### Task
Show all lines from the data that include the word "google".

### Extracted data
Segment Open
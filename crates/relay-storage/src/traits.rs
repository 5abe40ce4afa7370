//! The five storage traits and the adapter bundle.

use std::sync::Arc;

use async_trait::async_trait;
use chrono::{DateTime, Utc};
use relay_core::{UserId, UserProfile};
use uuid::Uuid;

use crate::error::StorageResult;
use crate::memory::MemoryStore;
use crate::types::{BalanceRow, ByokRecord, ReservationRow, ReservationStatus, UsageEvent};

/// Keyed BYOK ciphertext table.
#[async_trait]
pub trait ByokStore: Send + Sync {
    /// Insert or replace the entry for `(record.user, record.provider)`.
    async fn upsert(&self, record: ByokRecord) -> StorageResult<()>;

    /// Fetch one entry.
    async fn get(&self, user: &UserId, provider: &str) -> StorageResult<Option<ByokRecord>>;

    /// Delete one entry. Returns whether anything was removed; deleting a
    /// missing entry is not an error.
    async fn remove(&self, user: &UserId, provider: &str) -> StorageResult<bool>;

    /// Providers the user has stored keys for.
    async fn providers_for(&self, user: &UserId) -> StorageResult<Vec<String>>;
}

/// One balance row per user.
#[async_trait]
pub trait BalanceStore: Send + Sync {
    /// Fetch the row, if the user has one.
    async fn get(&self, user: &UserId) -> StorageResult<Option<BalanceRow>>;

    /// Write the row. Callers serialize per-user access; the store itself
    /// only guarantees whole-row atomicity.
    async fn put(&self, row: BalanceRow) -> StorageResult<()>;
}

/// Append-only usage-event stream.
#[async_trait]
pub trait UsageStore: Send + Sync {
    /// Append an event.
    async fn append(&self, event: UsageEvent) -> StorageResult<()>;

    /// Most-recent-first page of a user's events. `before` is the cursor:
    /// only events strictly older than it are returned.
    async fn list(
        &self,
        user: &UserId,
        limit: usize,
        before: Option<DateTime<Utc>>,
    ) -> StorageResult<Vec<UsageEvent>>;

    /// Find the event that settled a reservation.
    async fn by_reservation(&self, reservation: Uuid) -> StorageResult<Option<UsageEvent>>;

    /// All of a user's events at or after `cutoff`, oldest first.
    async fn since(&self, user: &UserId, cutoff: DateTime<Utc>) -> StorageResult<Vec<UsageEvent>>;
}

/// Reservation table.
#[async_trait]
pub trait ReservationStore: Send + Sync {
    /// Insert a new reservation.
    async fn insert(&self, row: ReservationRow) -> StorageResult<()>;

    /// Fetch by id.
    async fn get(&self, id: Uuid) -> StorageResult<Option<ReservationRow>>;

    /// Compare-and-swap the status. Returns `false` (without writing) when
    /// the current status differs from `from`.
    async fn transition(
        &self,
        id: Uuid,
        from: ReservationStatus,
        to: ReservationStatus,
    ) -> StorageResult<bool>;

    /// All held reservations for a user.
    async fn held_for(&self, user: &UserId) -> StorageResult<Vec<ReservationRow>>;

    /// Held reservations created before `cutoff` (sweeper input).
    async fn held_older_than(&self, cutoff: DateTime<Utc>) -> StorageResult<Vec<ReservationRow>>;
}

/// User profiles and preferences.
#[async_trait]
pub trait UserStore: Send + Sync {
    /// Fetch a profile.
    async fn get(&self, user: &UserId) -> StorageResult<Option<UserProfile>>;

    /// Insert or replace a profile.
    async fn put(&self, profile: UserProfile) -> StorageResult<()>;

    /// Number of known users.
    async fn count(&self) -> StorageResult<usize>;
}

/// Bundle of the five stores, as held by the gateway.
#[derive(Clone)]
pub struct StorageAdapter {
    /// BYOK ciphertext table.
    pub byok: Arc<dyn ByokStore>,
    /// Balance rows.
    pub balances: Arc<dyn BalanceStore>,
    /// Usage-event stream.
    pub usage: Arc<dyn UsageStore>,
    /// Reservation table.
    pub reservations: Arc<dyn ReservationStore>,
    /// User profiles.
    pub users: Arc<dyn UserStore>,
}

impl StorageAdapter {
    /// All five stores backed by one in-memory instance.
    #[must_use]
    pub fn in_memory() -> Self {
        let store = Arc::new(MemoryStore::new());
        Self {
            byok: store.clone(),
            balances: store.clone(),
            usage: store.clone(),
            reservations: store.clone(),
            users: store,
        }
    }
}

impl std::fmt::Debug for StorageAdapter {
    fn fmt(&self, f: &mut std::fmt::Formatter<'_>) -> std::fmt::Result {
        f.debug_struct("StorageAdapter").finish_non_exhaustive()
    }
}
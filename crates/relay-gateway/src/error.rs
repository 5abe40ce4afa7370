//! Error translation from component crates into the wire taxonomy.

use relay_core::{GatewayError, UpstreamErrorKind};
use relay_ledger::LedgerError;
use relay_llm::ProviderError;
use relay_policy::AdmissionError;
use relay_registry::RegistryError;
use relay_storage::StorageError;
use relay_vault::VaultError;
use relay_workspace::WorkspaceError;

/// Convert an admission denial into a `Forbidden`.
pub(crate) fn from_admission(err: AdmissionError) -> GatewayError {
    GatewayError::Forbidden {
        reason: err.to_string(),
    }
}

/// Convert a registry failure. Unknown providers on an admitted request
/// are a `Forbidden` (policy and registry disagree only when the operator
/// listed a provider the catalog cannot serve); the rest are internal.
pub(crate) fn from_registry(err: RegistryError) -> GatewayError {
    match err {
        RegistryError::UnknownProvider(provider) => GatewayError::Forbidden {
            reason: format!("provider not configured: {provider}"),
        },
        RegistryError::NoModel { provider } => {
            GatewayError::InvalidArgument(format!("no model resolvable for provider {provider}"))
        },
        RegistryError::Fetch(msg) | RegistryError::InvalidDocument(msg) => {
            GatewayError::Internal(msg)
        },
    }
}

pub(crate) fn from_vault(err: VaultError) -> GatewayError {
    match err {
        VaultError::DecryptFailed => GatewayError::DecryptAuthFailed,
        VaultError::Kdf(msg) => GatewayError::Internal(msg),
        VaultError::Encrypt => GatewayError::Internal("encryption failed".to_string()),
        VaultError::Storage(e) => from_storage(e),
    }
}

pub(crate) fn from_ledger(err: LedgerError) -> GatewayError {
    match err {
        LedgerError::InsufficientBalance {
            required,
            available,
        } => GatewayError::InsufficientBalance {
            required,
            available,
        },
        LedgerError::UnknownReservation(id) => {
            GatewayError::Internal(format!("unknown reservation {id}"))
        },
        LedgerError::ReservationExpired(id) => {
            GatewayError::Internal(format!("reservation {id} expired before settlement"))
        },
        LedgerError::ReservationNotHeld { id, status } => {
            GatewayError::Internal(format!("reservation {id} is {status:?}"))
        },
        LedgerError::Storage(e) => from_storage(e),
    }
}

pub(crate) fn from_workspace(err: WorkspaceError) -> GatewayError {
    match err {
        WorkspaceError::InvalidPath(msg) => GatewayError::InvalidPath(msg),
        WorkspaceError::UnknownWorkspace(id) => {
            GatewayError::InvalidArgument(format!("unknown workspace: {id}"))
        },
        WorkspaceError::ReadOnly(id) => GatewayError::Forbidden {
            reason: format!("workspace {id} is read-only"),
        },
        WorkspaceError::TooLarge { size, max } => {
            GatewayError::InvalidPath(format!("file too large: {size} > {max}"))
        },
        WorkspaceError::Conflict(msg) => GatewayError::Conflict(msg),
        WorkspaceError::Encoding(msg) => GatewayError::InvalidArgument(msg),
        WorkspaceError::Io(e) => GatewayError::Internal(e.to_string()),
    }
}

pub(crate) fn from_provider(err: ProviderError) -> GatewayError {
    GatewayError::Upstream {
        kind: err.kind,
        message: err.message,
    }
}

pub(crate) fn from_storage(err: StorageError) -> GatewayError {
    match err {
        StorageError::Conflict(msg) => GatewayError::Conflict(msg),
        other => GatewayError::Internal(other.to_string()),
    }
}

/// The cancellation terminal used by the pipeline.
pub(crate) fn cancelled() -> GatewayError {
    GatewayError::Upstream {
        kind: UpstreamErrorKind::Cancelled,
        message: "request cancelled".to_string(),
    }
}
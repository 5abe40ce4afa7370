//! Usage analytics over the event stream.

use std::collections::BTreeMap;

use chrono::{Duration, Utc};
use relay_core::UserId;
use relay_storage::{UsageEvent, UsageKind};
use serde::Serialize;

use crate::error::LedgerResult;
use crate::ledger::TokenLedger;

/// Per-provider aggregate.
#[derive(Debug, Clone, Default, Serialize)]
#[serde(rename_all = "camelCase")]
pub struct ProviderUsage {
    /// Requests served.
    pub requests: u64,
    /// Input tokens.
    pub input_tokens: u64,
    /// Output tokens.
    pub output_tokens: u64,
    /// Metered USD cost.
    pub cost_usd: f64,
}

/// Aggregated usage for `billing.getUsageAnalytics`.
#[derive(Debug, Clone, Serialize)]
#[serde(rename_all = "camelCase")]
pub struct UsageAnalytics {
    /// Window length, days.
    pub days: u32,
    /// Requests in the window (metered + unmetered).
    pub total_requests: u64,
    /// Input tokens in the window.
    pub total_input_tokens: u64,
    /// Output tokens in the window.
    pub total_output_tokens: u64,
    /// Metered USD cost in the window.
    pub total_cost_usd: f64,
    /// Of which BYOK (unmetered) requests.
    pub byok_requests: u64,
    /// Per-provider breakdown.
    pub by_provider: BTreeMap<String, ProviderUsage>,
    /// Raw events, when the caller asked for them.
    #[serde(skip_serializing_if = "Option::is_none")]
    pub history: Option<Vec<UsageEvent>>,
}

impl TokenLedger {
    /// Aggregate a user's usage over the trailing `days`.
    ///
    /// `Lost` events are excluded from totals - they represent spend under
    /// reconciliation, not served traffic - but appear in `history`.
    ///
    /// # Errors
    ///
    /// Returns a storage error.
    pub async fn analytics(
        &self,
        user: &UserId,
        days: u32,
        include_history: bool,
    ) -> LedgerResult<UsageAnalytics> {
        let cutoff = Utc::now() - Duration::days(i64::from(days));
        let events = self.usage_since(user, cutoff).await?;

        let mut analytics = UsageAnalytics {
            days,
            total_requests: 0,
            total_input_tokens: 0,
            total_output_tokens: 0,
            total_cost_usd: 0.0,
            byok_requests: 0,
            by_provider: BTreeMap::new(),
            history: None,
        };

        for event in &events {
            if event.kind == UsageKind::Lost {
                continue;
            }
            analytics.total_requests = analytics.total_requests.saturating_add(1);
            analytics.total_input_tokens =
                analytics.total_input_tokens.saturating_add(event.input_tokens);
            analytics.total_output_tokens = analytics
                .total_output_tokens
                .saturating_add(event.output_tokens);
            analytics.total_cost_usd += event.cost_usd;
            if event.kind == UsageKind::Unmetered {
                analytics.byok_requests = analytics.byok_requests.saturating_add(1);
            }

            let provider = analytics.by_provider.entry(event.provider.clone()).or_default();
            provider.requests = provider.requests.saturating_add(1);
            provider.input_tokens = provider.input_tokens.saturating_add(event.input_tokens);
            provider.output_tokens = provider.output_tokens.saturating_add(event.output_tokens);
            provider.cost_usd += event.cost_usd;
        }

        if include_history {
            analytics.history = Some(events);
        }
        Ok(analytics)
    }

    async fn usage_since(
        &self,
        user: &UserId,
        cutoff: chrono::DateTime<Utc>,
    ) -> LedgerResult<Vec<UsageEvent>> {
        Ok(self.usage_store().since(user, cutoff).await?)
    }
}

#[cfg(test)]
mod tests {
    use super::*;
    use crate::ledger::LedgerSettings;
    use relay_core::BalancePool;
    use relay_storage::StorageAdapter;
    use std::sync::Arc;

    #[tokio::test]
    async fn test_analytics_aggregates_and_separates_byok() {
        let storage = StorageAdapter::in_memory();
        let ledger = Arc::new(TokenLedger::new(
            storage.balances.clone(),
            storage.reservations.clone(),
            storage.usage.clone(),
            LedgerSettings::default(),
        ));
        let user = UserId::new("u1");
        ledger.grant(&user, 1000, BalancePool::Prepaid).await.unwrap();

        // One metered request.
        let id = ledger
            .reserve(&user, 100, 0.000_015, false)
            .await
            .unwrap()
            .reservation_id()
            .unwrap();
        ledger
            .settle(crate::ledger::SettleInput {
                reservation_id: id,
                provider: "anthropic".into(),
                model: "claude-sonnet-4-20250514".into(),
                input_tokens: 50,
                output_tokens: 30,
                cost_usd: 0.002,
                platform_fee_usd: Some(0.0),
                consumption_order: None,
            })
            .await
            .unwrap();

        // One BYOK request.
        ledger
            .record_unmetered(&user, "openai", "gpt-4o", 10, 20)
            .await
            .unwrap();

        // One lost record; must not count toward totals.
        ledger
            .record_lost(&user, "anthropic", "m", 5, 5, 0.001, None)
            .await
            .unwrap();

        let analytics = ledger.analytics(&user, 7, true).await.unwrap();
        assert_eq!(analytics.total_requests, 2);
        assert_eq!(analytics.byok_requests, 1);
        assert_eq!(analytics.total_input_tokens, 60);
        assert_eq!(analytics.total_output_tokens, 50);
        assert_eq!(analytics.by_provider.len(), 2);
        assert_eq!(analytics.by_provider["anthropic"].requests, 1);

        // History includes all three events.
        assert_eq!(analytics.history.unwrap().len(), 3);
    }
}
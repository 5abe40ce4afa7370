//! Ledger error types.

use relay_storage::ReservationStatus;
use thiserror::Error;
use uuid::Uuid;

/// Errors from ledger operations.
#[derive(Debug, Error)]
pub enum LedgerError {
    /// Reservation denied; the deficit travels with the error.
    #[error("insufficient balance: required {required} tokens, available {available}")]
    InsufficientBalance {
        /// Tokens the reservation needed.
        required: u64,
        /// Tokens actually available.
        available: u64,
    },

    /// No reservation with that id.
    #[error("unknown reservation: {0}")]
    UnknownReservation(Uuid),

    /// The sweeper reclaimed the reservation before settlement arrived.
    /// The spend happened; callers log a compensating `lost` event.
    #[error("reservation expired: {0}")]
    ReservationExpired(Uuid),

    /// The reservation is in a state that cannot settle (e.g. refunded).
    #[error("reservation {id} is {status:?}, not held")]
    ReservationNotHeld {
        /// The reservation.
        id: Uuid,
        /// Its current status.
        status: ReservationStatus,
    },

    /// Backing store failure.
    #[error(transparent)]
    Storage(#[from] relay_storage::StorageError),
}

/// Result type for ledger operations.
pub type LedgerResult<T> = Result<T, LedgerError>;
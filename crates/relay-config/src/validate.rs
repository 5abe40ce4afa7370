//! Post-parse configuration validation.

use globset::Glob;

use crate::error::{ConfigError, ConfigResult};
use crate::types::{GatewayConfig, RawProviderEntry};

/// Safety margin required between the request deadline and the
/// reservation TTL, seconds. An orphaned reservation must outlive the
/// slowest request that could still settle it.
const RESERVATION_MARGIN_SECS: u64 = 30;

/// Validate a parsed configuration.
///
/// # Errors
///
/// Returns the first validation error found.
pub fn validate(config: &GatewayConfig) -> ConfigResult<()> {
    validate_server(config)?;
    validate_limits(config)?;
    validate_ledger(config)?;
    validate_providers(config)?;
    validate_workspaces(config)?;
    Ok(())
}

fn validate_server(config: &GatewayConfig) -> ConfigResult<()> {
    if config.server.listen.parse::<std::net::SocketAddr>().is_err() {
        return Err(ConfigError::Validation {
            field: "server.listen".to_string(),
            message: format!("'{}' is not a socket address", config.server.listen),
        });
    }
    if config.server.request_deadline_secs == 0 {
        return Err(ConfigError::Validation {
            field: "server.request_deadline_secs".to_string(),
            message: "must be nonzero".to_string(),
        });
    }
    Ok(())
}

fn validate_limits(config: &GatewayConfig) -> ConfigResult<()> {
    let limits = &config.limits;
    if limits.default_max_tokens == 0 || limits.max_max_tokens == 0 {
        return Err(ConfigError::Validation {
            field: "limits.max_tokens".to_string(),
            message: "token caps must be nonzero".to_string(),
        });
    }
    if limits.default_max_tokens > limits.max_max_tokens {
        return Err(ConfigError::Validation {
            field: "limits.default_max_tokens".to_string(),
            message: format!(
                "default {} exceeds ceiling {}",
                limits.default_max_tokens, limits.max_max_tokens
            ),
        });
    }
    Ok(())
}

fn validate_ledger(config: &GatewayConfig) -> ConfigResult<()> {
    let ledger = &config.ledger;
    let floor = config
        .server
        .request_deadline_secs
        .saturating_add(RESERVATION_MARGIN_SECS);
    if ledger.reservation_ttl_secs <= floor {
        return Err(ConfigError::Validation {
            field: "ledger.reservation_ttl_secs".to_string(),
            message: format!(
                "must exceed request deadline + {RESERVATION_MARGIN_SECS}s margin ({floor}s)"
            ),
        });
    }
    if ledger.sweep_interval_secs == 0 {
        return Err(ConfigError::Validation {
            field: "ledger.sweep_interval_secs".to_string(),
            message: "must be nonzero".to_string(),
        });
    }
    if !(0.0..1.0).contains(&ledger.platform_fee_rate) {
        return Err(ConfigError::Validation {
            field: "ledger.platform_fee_rate".to_string(),
            message: "must be in [0, 1)".to_string(),
        });
    }
    Ok(())
}

fn validate_providers(config: &GatewayConfig) -> ConfigResult<()> {
    let Some(entries) = &config.providers else {
        return Ok(());
    };
    for entry in entries {
        let RawProviderEntry::Full(table) = entry else {
            continue;
        };
        if table.name.is_empty() {
            return Err(ConfigError::Validation {
                field: "providers[].name".to_string(),
                message: "must be non-empty".to_string(),
            });
        }
        if let Some(kind) = &table.kind
            && !matches!(kind.as_str(), "anthropic" | "openai" | "google" | "mock")
        {
            return Err(ConfigError::Validation {
                field: format!("providers[{}].type", table.name),
                message: format!(
                    "unknown adapter kind '{kind}'; expected anthropic, openai, google, or mock"
                ),
            });
        }
        for pattern in table
            .model_restrictions
            .allowed_models
            .iter()
            .chain(&table.model_restrictions.blocked_models)
        {
            if Glob::new(pattern).is_err() {
                return Err(ConfigError::Validation {
                    field: format!("providers[{}].model_restrictions", table.name),
                    message: format!("invalid glob '{pattern}'"),
                });
            }
        }
    }
    Ok(())
}

fn validate_workspaces(config: &GatewayConfig) -> ConfigResult<()> {
    let mut seen = std::collections::HashSet::new();
    for ws in &config.workspaces {
        if ws.id.is_empty() {
            return Err(ConfigError::Validation {
                field: "workspaces[].id".to_string(),
                message: "must be non-empty".to_string(),
            });
        }
        if !seen.insert(ws.id.clone()) {
            return Err(ConfigError::Validation {
                field: format!("workspaces[{}]", ws.id),
                message: "duplicate workspace id".to_string(),
            });
        }
        if !ws.root.is_absolute() {
            return Err(ConfigError::Validation {
                field: format!("workspaces[{}].root", ws.id),
                message: "root must be an absolute path".to_string(),
            });
        }
        for pattern in ws.allow.iter().chain(&ws.block) {
            if Glob::new(pattern).is_err() {
                return Err(ConfigError::Validation {
                    field: format!("workspaces[{}]", ws.id),
                    message: format!("invalid glob '{pattern}'"),
                });
            }
        }
        if ws.max_file_size == 0 || ws.max_entries == 0 {
            return Err(ConfigError::Validation {
                field: format!("workspaces[{}]", ws.id),
                message: "max_file_size and max_entries must be nonzero".to_string(),
            });
        }
    }
    Ok(())
}

#[cfg(test)]
mod tests {
    use super::*;
    use crate::loader::from_str;

    #[test]
    fn test_ttl_must_exceed_deadline_plus_margin() {
        let err = from_str(
            r"
            [server]
            request_deadline_secs = 300

            [ledger]
            reservation_ttl_secs = 300
            ",
        )
        .unwrap_err();
        assert!(err.to_string().contains("reservation_ttl_secs"));
    }

    #[test]
    fn test_default_above_ceiling_rejected() {
        let err = from_str(
            r"
            [limits]
            default_max_tokens = 9000
            max_max_tokens = 8192
            ",
        )
        .unwrap_err();
        assert!(err.to_string().contains("default_max_tokens"));
    }

    #[test]
    fn test_unknown_adapter_kind_rejected() {
        let err = from_str(
            r#"
            providers = [{ name = "x", type = "grpc" }]
            "#,
        )
        .unwrap_err();
        assert!(err.to_string().contains("grpc"));
    }

    #[test]
    fn test_relative_workspace_root_rejected() {
        let err = from_str(
            r#"
            [[workspaces]]
            id = "w"
            root = "relative/path"
            "#,
        )
        .unwrap_err();
        assert!(err.to_string().contains("absolute"));
    }

    #[test]
    fn test_duplicate_workspace_id_rejected() {
        let err = from_str(
            r#"
            [[workspaces]]
            id = "w"
            root = "/srv/a"

            [[workspaces]]
            id = "w"
            root = "/srv/b"
            "#,
        )
        .unwrap_err();
        assert!(err.to_string().contains("duplicate"));
    }
}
Segment Closed
### Expected answer
            && !matches!(kind.as_str(), "anthropic" | "openai" | "google" | "mock")
                    "unknown adapter kind '{kind}'; expected anthropic, openai, google, or mock"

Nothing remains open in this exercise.